WHAT THE EXERCISE ASKS → Your response should be a copy of each line in the listing below that includes the word "push".

Top of INFORMATION GIVEN

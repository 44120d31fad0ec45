use chan_core::config::{ChanConfig, ZsAlgo};
use chan_core::structure::entity::{Segment, Zone, ZoneLevel};
use chan_core::structure::port::Swing;
use tracing::debug;

/// # Summary
/// 扫描阶段的中枢草稿。
#[derive(Debug, Clone, PartialEq)]
struct Draft {
    members: Vec<usize>,
    low: f64,
    high: f64,
    // 离开中枢的波动
    exit: Option<usize>,
    // 使中枢闭合的波动：normal 下即离开波动，over_seg 下为其后一段
    closer: Option<usize>,
    // 下一次搜索的起点
    resume: usize,
}

/// # Summary
/// 中枢搜索的分组区间 `[start, end)`。
#[derive(Debug, Clone, Copy)]
struct Group {
    start: usize,
    end: usize,
    // 分组边界已固定 (对应线段已确认)
    settled: bool,
    // 线段的第一笔与线段同向，中枢从第二笔开始
    skip_first: bool,
}

fn overlap_bounds<S: Swing>(swings: &[S]) -> Option<(f64, f64)> {
    let low = swings.iter().map(Swing::low).fold(f64::MIN, f64::max);
    let high = swings.iter().map(Swing::high).fold(f64::MAX, f64::min);
    (!swings.is_empty() && low < high).then_some((low, high))
}

/// # Summary
/// 在 `[start, end)` 内顺序寻找中枢。
///
/// # Logic
/// 1. 连续三段波动区间的交集为正时开启中枢，边界取交集。
/// 2. 对之后的每段波动先做离开检查，再做延伸检查：
///    - 完全位于边界之外 (含贴边) 视为离开；`Normal` 立即闭合，`OverSeg` 需下一段仍在外部才闭合，
///      若下一段重新进入，则离开的那段视为区间外的游离波动；
///    - 与边界正向重叠则成为成员，边界收缩为交集。
/// 3. 闭合后从离开波动处继续搜索下一个中枢。
fn scan<S: Swing>(swings: &[S], start: usize, end: usize, algo: ZsAlgo) -> Vec<Draft> {
    let mut drafts = Vec::new();
    let mut i = start;
    while i + 2 < end {
        let Some((mut low, mut high)) = swings.get(i..i + 3).and_then(overlap_bounds) else {
            i += 1;
            continue;
        };
        let mut members = vec![i, i + 1, i + 2];
        let (mut exit, mut closer, mut pending) = (None, None, None);

        for (j, swing) in swings.iter().enumerate().take(end).skip(i + 3) {
            if swing.low() >= high || swing.high() <= low {
                match (algo, pending) {
                    (ZsAlgo::OverSeg, None) => {
                        pending = Some(j);
                        continue;
                    }
                    (ZsAlgo::OverSeg, Some(p)) => {
                        exit = Some(p);
                        closer = Some(j);
                    }
                    _ => {
                        exit = Some(j);
                        closer = Some(j);
                    }
                }
                break;
            }
            pending = None;
            low = low.max(swing.low());
            high = high.min(swing.high());
            members.push(j);
        }

        let resume = exit.unwrap_or(end);
        drafts.push(Draft {
            members,
            low,
            high,
            exit,
            closer,
            resume,
        });
        i = resume;
    }
    drafts
}

/// # Summary
/// 合并相邻且边界仍然重叠的中枢。
fn combine(drafts: Vec<Draft>) -> Vec<Draft> {
    let mut merged: Vec<Draft> = Vec::with_capacity(drafts.len());
    for draft in drafts {
        if let Some(prev) = merged.last_mut()
            && prev.low.max(draft.low) < prev.high.min(draft.high)
        {
            prev.low = prev.low.max(draft.low);
            prev.high = prev.high.min(draft.high);
            prev.members.extend(draft.members);
            prev.exit = draft.exit;
            prev.closer = draft.closer;
            prev.resume = draft.resume;
            continue;
        }
        merged.push(draft);
    }
    merged
}

/// # Summary
/// 中枢构造器，对笔或线段序列通用。
///
/// # Invariants
/// - 已确认中枢构成前缀，且永不修改。
/// - 中枢边界恒为成员波动区间的交集。
#[derive(Debug, Clone)]
pub struct ZoneBuilder {
    level: ZoneLevel,
    algo: ZsAlgo,
    combine: bool,
    zones: Vec<Zone>,
    // 最后一个已确认中枢之后的搜索起点
    frontier: usize,
}

impl ZoneBuilder {
    pub fn new(level: ZoneLevel, algo: ZsAlgo, combine: bool) -> Self {
        Self {
            level,
            algo: algo.resolve(level),
            combine,
            zones: Vec::new(),
            frontier: 0,
        }
    }

    pub fn from_config(config: &ChanConfig) -> Self {
        Self::new(config.zs_level, config.zs_algo, config.zs_combine)
    }

    pub fn zones(&self) -> &[Zone] {
        &self.zones
    }

    pub fn level(&self) -> ZoneLevel {
        self.level
    }

    /// 最后一个已确认中枢之后的搜索起点 (波动下标)。
    pub fn frontier(&self) -> usize {
        self.frontier
    }

    /// 笔级别的 normal 中枢不跨越线段边界。
    fn grouped(&self) -> bool {
        self.level == ZoneLevel::Stroke && self.algo == ZsAlgo::Normal
    }

    fn groups(&self, len: usize, segments: &[Segment]) -> Vec<Group> {
        if !self.grouped() {
            return vec![Group {
                start: 0,
                end: len,
                settled: false,
                skip_first: false,
            }];
        }
        let mut groups: Vec<Group> = segments
            .iter()
            .map(|s| Group {
                start: s.begin_stroke,
                end: (s.end_stroke + 1).min(len),
                settled: s.confirmed,
                skip_first: true,
            })
            .collect();
        let covered = segments.last().map_or(0, |s| s.end_stroke + 1);
        if covered < len {
            groups.push(Group {
                start: covered,
                end: len,
                settled: false,
                skip_first: !segments.is_empty(),
            });
        }
        groups
    }

    /// # Summary
    /// 波动序列变化后重算未确认的中枢尾部。
    ///
    /// # Logic
    /// 1. 保留已确认中枢，从 `frontier` 开始按分组重新扫描；分组模式下跳过每个线段的第一笔。
    /// 2. 开启合并时先合并相邻重叠中枢。
    /// 3. 确认条件：
    ///    - 分组模式：所在线段已确认，成员与闭合波动均已确认；
    ///    - 非分组模式：成员与闭合波动均已确认；开启合并时还要求下一个中枢已在已确认波动上开启。
    /// 4. 一旦出现未确认中枢，其后全部未确认。
    ///
    /// # Arguments
    /// * `swings`: 笔或线段序列，与构造时的级别一致。
    /// * `segments`: 线段序列，仅在笔级别 normal 模式下用于分组。
    ///
    /// # Returns
    /// 中枢序列是否发生变化。
    pub fn update<S: Swing>(&mut self, swings: &[S], segments: &[Segment]) -> bool {
        let keep = self.zones.iter().take_while(|z| z.confirmed).count();
        let mut zones: Vec<Zone> = self.zones[..keep].to_vec();
        let mut frontier = if keep == 0 { 0 } else { self.frontier };
        let confirmed_at = |i: usize| swings.get(i).is_some_and(Swing::is_confirmed);

        let mut all_confirmed = true;
        for group in self.groups(swings.len(), segments) {
            if group.end <= frontier {
                continue;
            }
            let start = if frontier > group.start {
                frontier
            } else {
                group.start + usize::from(group.skip_first)
            };
            let mut drafts = scan(swings, start, group.end, self.algo);
            if self.combine {
                drafts = combine(drafts);
            }
            for (k, draft) in drafts.iter().enumerate() {
                let members_ok = draft.members.iter().all(|&m| confirmed_at(m));
                let settled = if self.grouped() {
                    group.settled && members_ok && draft.closer.is_none_or(confirmed_at)
                } else {
                    let next_ok = !self.combine
                        || drafts
                            .get(k + 1)
                            .is_some_and(|n| n.members.iter().take(3).all(|&m| confirmed_at(m)));
                    members_ok && draft.closer.is_some_and(confirmed_at) && next_ok
                };
                all_confirmed &= settled;
                if all_confirmed {
                    frontier = draft.resume;
                }
                let idx = zones.len();
                zones.push(self.build_zone(idx, draft, swings, all_confirmed));
            }
        }

        for zone in zones.iter().skip(keep).filter(|z| z.confirmed) {
            debug!(idx = zone.idx, low = zone.low, high = zone.high, "Zone confirmed");
        }
        self.frontier = frontier;
        let changed = zones != self.zones;
        self.zones = zones;
        changed
    }

    fn build_zone<S: Swing>(
        &self,
        idx: usize,
        draft: &Draft,
        swings: &[S],
        confirmed: bool,
    ) -> Zone {
        let begin = draft.members.first().copied().unwrap_or_default();
        let end = draft.members.last().copied().unwrap_or(begin);
        let member_swings = || draft.members.iter().filter_map(|&m| swings.get(m));
        Zone {
            idx,
            level: self.level,
            begin,
            end,
            members: draft.members.clone(),
            low: draft.low,
            high: draft.high,
            peak_low: member_swings().map(Swing::low).fold(f64::MAX, f64::min),
            peak_high: member_swings().map(Swing::high).fold(f64::MIN, f64::max),
            begin_time: swings.get(begin).map(Swing::begin_time).unwrap_or_default(),
            end_time: swings.get(end).map(Swing::end_time).unwrap_or_default(),
            exit: draft.exit,
            confirmed,
            extended: draft.members.len() > 3,
        }
    }
}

Bottom of INFORMATION GIVEN

RESULT →
            members.push(j);
        drafts.push(Draft {
        merged.push(draft);
            groups.push(Group {
                zones.push(self.build_zone(idx, draft, swings, all_confirmed));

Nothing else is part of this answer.